Se incluyeron los ECA con una duración de la intervención de al menos tres meses y la duración del seguimiento desde el inicio del estudio tenía que ser como mínimo de seis meses.

Tipos de participantes

Se incluyeron los ensayos que evaluaron niños y adolescentes con obesidad con una media de edad de menos de 18 años al comienzo de la intervención. Se excluyeron los ensayos con participantes embarazadas o en estado grave. Se excluyeron las intervenciones dirigidas específicamente al tratamiento de los trastornos alimentarios o la diabetes tipo 2, o que incluyeron participantes con una causa secundaria de la obesidad o con un síndrome relacionado con esta afección.

Tipos de intervenciones

Se investigó cualquier intervención farmacológica que intentó tratar la obesidad pediátrica y utilizó cualquiera de las siguientes intervenciones versus secuencias control, en las que las mismas letras indican comparaciones directas.

Intervención

(a) Intervención farmacológica.
(b) Intervención farmacológica más otro tratamiento.

Comparador

(a1) Placebo.
(a2) Atención habitual.
(b1) Placebo más otro tratamiento.
(b2) Atención habitual más otro tratamiento.

Se exigió que los tratamientos concomitantes fueran los mismos en los grupos de intervención y de comparación.

Resumen de criterios de exclusión específicos

Ensayos que incluyeron el tratamiento con hormona del crecimiento como tratamiento para la obesidad.
Ensayos que incluyeron a participantes embarazadas.
Ensayos que incluyeron a participantes en estado grave.
Ensayos en los que los participantes tuvieron una causa secundaria o sindrómica de obesidad.
Intervenciones que trataron específicamente el tratamiento de los trastornos en los hábitos alimentarios o la diabetes tipo 2.
Ensayos en los que el objetivo no fue tratar la obesidad en niños o adolescentes.
Duración de la intervención menor de tres meses.
Duración del seguimiento inferior a seis meses.
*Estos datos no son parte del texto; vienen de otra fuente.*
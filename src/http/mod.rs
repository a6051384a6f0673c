//! HTTP request and response types exchanged with handlers.

mod request;
mod response;

pub use request::{Method, Request};
pub use response::{Response, StatusCode, APPLICATION_JSON};
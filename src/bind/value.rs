//! Coercion of raw request strings into typed field values.
//!
//! The set of supported types is closed: [`Scalar`] is sealed, and a field
//! whose type does not implement [`BindValue`] is rejected when the
//! `Bind` derive is expanded.

use super::descriptor::{FieldType, Kind};
use super::uri::UriRef;
use chrono::{DateTime, FixedOffset, Utc};

mod sealed {
    pub trait Sealed {}
}

/// A scalar type that a raw string can be coerced into.
pub trait Scalar: sealed::Sealed + Sized {
    const KIND: Kind;

    /// Value used when the raw string is empty.
    fn zero() -> Self;

    /// Coerce a non-empty raw string, `None` if it is malformed.
    fn parse(raw: &str) -> Option<Self>;
}

/// A field type the binder can populate.
///
/// Implemented for every [`Scalar`] and for `Option` of every scalar.
#[diagnostic::on_unimplemented(
    message = "`{Self}` cannot be bound from a request",
    label = "unsupported field type",
    note = "bindable types are String, bool, i16, i32, i64, isize, DateTime<FixedOffset>, DateTime<Utc>, UriRef and Option of any of them"
)]
pub trait BindValue: Sized {
    const FIELD_TYPE: FieldType;

    /// Value of a field that is left unset.
    fn zero() -> Self;

    /// Coerce a raw string, `None` if it is malformed.
    fn coerce(raw: &str) -> Option<Self>;
}

/// Permissive boolean literals: `1`, `t`, `true`, `0`, `f`, `false`, any case.
pub fn parse_bool(raw: &str) -> Option<bool> {
    match raw.to_ascii_lowercase().as_str() {
        "1" | "t" | "true" => Some(true),
        "0" | "f" | "false" => Some(false),
        _ => None,
    }
}

impl sealed::Sealed for String {}

impl Scalar for String {
    const KIND: Kind = Kind::String;

    fn zero() -> Self {
        String::new()
    }

    fn parse(raw: &str) -> Option<Self> {
        Some(raw.to_string())
    }
}

impl sealed::Sealed for bool {}

impl Scalar for bool {
    const KIND: Kind = Kind::Bool;

    fn zero() -> Self {
        false
    }

    fn parse(raw: &str) -> Option<Self> {
        parse_bool(raw)
    }
}

macro_rules! int_scalar {
    ($($ty:ty),*) => {
        $(
            impl sealed::Sealed for $ty {}

            impl Scalar for $ty {
                const KIND: Kind = Kind::Int;

                fn zero() -> Self {
                    0
                }

                fn parse(raw: &str) -> Option<Self> {
                    raw.parse().ok()
                }
            }
        )*
    };
}

int_scalar!(i16, i32, i64, isize);

impl sealed::Sealed for DateTime<FixedOffset> {}

impl Scalar for DateTime<FixedOffset> {
    const KIND: Kind = Kind::Time;

    fn zero() -> Self {
        DateTime::default()
    }

    fn parse(raw: &str) -> Option<Self> {
        DateTime::parse_from_rfc3339(raw).ok()
    }
}

impl sealed::Sealed for DateTime<Utc> {}

impl Scalar for DateTime<Utc> {
    const KIND: Kind = Kind::Time;

    fn zero() -> Self {
        DateTime::default()
    }

    fn parse(raw: &str) -> Option<Self> {
        DateTime::parse_from_rfc3339(raw)
            .ok()
            .map(|t| t.with_timezone(&Utc))
    }
}

impl sealed::Sealed for UriRef {}

impl Scalar for UriRef {
    const KIND: Kind = Kind::Url;

    fn zero() -> Self {
        UriRef::default()
    }

    fn parse(raw: &str) -> Option<Self> {
        UriRef::parse(raw)
    }
}

macro_rules! scalar_field {
    ($($ty:ty),*) => {
        $(
            impl BindValue for $ty {
                const FIELD_TYPE: FieldType = FieldType {
                    kind: <$ty as Scalar>::KIND,
                    is_optional: false,
                };

                fn zero() -> Self {
                    <$ty as Scalar>::zero()
                }

                fn coerce(raw: &str) -> Option<Self> {
                    if raw.is_empty() {
                        return Some(<$ty as Scalar>::zero());
                    }
                    <$ty as Scalar>::parse(raw)
                }
            }
        )*
    };
}

scalar_field!(
    String,
    bool,
    i16,
    i32,
    i64,
    isize,
    DateTime<FixedOffset>,
    DateTime<Utc>,
    UriRef
);

impl<T: Scalar> BindValue for Option<T> {
    const FIELD_TYPE: FieldType = FieldType {
        kind: T::KIND,
        is_optional: true,
    };

    fn zero() -> Self {
        None
    }

    fn coerce(raw: &str) -> Option<Self> {
        if raw.is_empty() {
            return Some(None);
        }
        T::parse(raw).map(Some)
    }
}
//! Outgoing HTTP response produced by handlers.

use bytes::Bytes;
use serde::Serialize;
use std::collections::HashMap;

/// Content type of every body written by this crate.
pub const APPLICATION_JSON: &str = "application/json";

/// HTTP status code.
#[derive(Debug, Clone, Copy, PartialEq, Eq, Hash)]
pub struct StatusCode(pub u16);

impl StatusCode {
    pub const OK: StatusCode = StatusCode(200);
    pub const BAD_REQUEST: StatusCode = StatusCode(400);
    pub const NOT_FOUND: StatusCode = StatusCode(404);
    pub const METHOD_NOT_ALLOWED: StatusCode = StatusCode(405);
    pub const PAYLOAD_TOO_LARGE: StatusCode = StatusCode(413);
    pub const INTERNAL_SERVER_ERROR: StatusCode = StatusCode(500);
}

impl Default for StatusCode {
    fn default() -> Self {
        StatusCode::OK
    }
}

/// HTTP response: status, headers and an optional body.
#[derive(Debug, Clone, Default)]
pub struct Response {
    /// HTTP status code.
    pub status: StatusCode,
    /// HTTP headers.
    pub headers: HashMap<String, String>,
    /// Response body.
    pub body: Option<Bytes>,
}

impl Response {
    /// Create a new response with the given status code and no body.
    pub fn new(status: StatusCode) -> Self {
        Self {
            status,
            headers: HashMap::new(),
            body: None,
        }
    }

    /// Create a response with a JSON body and the given status.
    pub fn json<T: Serialize + ?Sized>(
        status: StatusCode,
        data: &T,
    ) -> Result<Self, serde_json::Error> {
        let body = serde_json::to_vec(data)?;
        Ok(Self::new(status)
            .header("Content-Type", APPLICATION_JSON)
            .body(body))
    }

    /// Add a header to the response.
    pub fn header(mut self, key: impl Into<String>, value: impl Into<String>) -> Self {
        self.headers.insert(key.into(), value.into());
        self
    }

    /// Set the response body.
    pub fn body(mut self, body: impl Into<Bytes>) -> Self {
        self.body = Some(body.into());
        self
    }

    /// Get a header value.
    pub fn get_header(&self, key: &str) -> Option<&str> {
        self.headers
            .iter()
            .find(|(k, _)| k.eq_ignore_ascii_case(key))
            .map(|(_, v)| v.as_str())
    }

    /// Get the body as text if present.
    pub fn text_body(&self) -> Option<String> {
        self.body
            .as_ref()
            .map(|b| String::from_utf8_lossy(b).to_string())
    }

    /// Parse the body as JSON if present.
    pub fn json_body<T: serde::de::DeserializeOwned>(
        &self,
    ) -> Option<Result<T, serde_json::Error>> {
        self.body.as_ref().map(|b| serde_json::from_slice(b))
    }
}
Tipos de medida de resultado

Resultados primarios

Índice de masa corporal (IMC) y peso corporal.
Eventos adversos.

Resultados secundarios

Calidad de vida relacionada con la salud y autoestima.
Distribución de la grasa corporal.
Cambio conductual.
Criterios de los participantes acerca de la intervención.
Morbilidad.
Mortalidad por todas las causas.
Efectos socioeconómicos.

Momento de la medición de los resultados

IMC: definido como el peso (kg) dividido por la talla al cuadrado (m) y el peso corporal (kg): medido al inicio, a los seis, 12, 24 y más de 24 meses.
Eventos adversos: definidos como un resultado adverso producido durante o después de la intervención pero no necesariamente causado por ella y medidos en cualquier momento durante el ensayo.
Calidad de vida relacionada con la salud y autoestima: evaluadas con un instrumento validado como el Paediatric Quality of Life Inventory y medidas al inicio, seis, 12, 24 y más de 24 meses.
Distribución de la grasa corporal: definida con herramientas validadas como la absorciometría de rayos X de energía dual (DEXA), la circunferencia de la cintura, el espesor del pliegue cutáneo, el cociente cintura‐cadera o el análisis de impedancia bioeléctrica y medida al inicio, a los seis, 12, 24 y más de 24 meses.
Cambio conductual: evaluado con un instrumento validado y medido al inicio, a los seis, 12, 24 y más de 24 meses.
Criterios de los participantes acerca de la intervención: definidos como registros documentados de la información brindada por el participante y medidos al inicio, seis, 12, 24 y más de 24 meses.
Morbilidad: definida como enfermedad o efecto perjudicial asociados con la intervención y medida al inicio, a los seis, 12, 24 y más de 24 meses.
Mortalidad por todas las causas: definida como cualquier muerte producida durante o después de la intervención y medida en cualquier momento durante el ensayo.
Efectos socioeconómicos: definidos como una medida validada del nivel socioeconómico como los ingresos de los padres o el nivel educativo y medidos al inicio, a los seis, 12, 24 y más de 24 meses.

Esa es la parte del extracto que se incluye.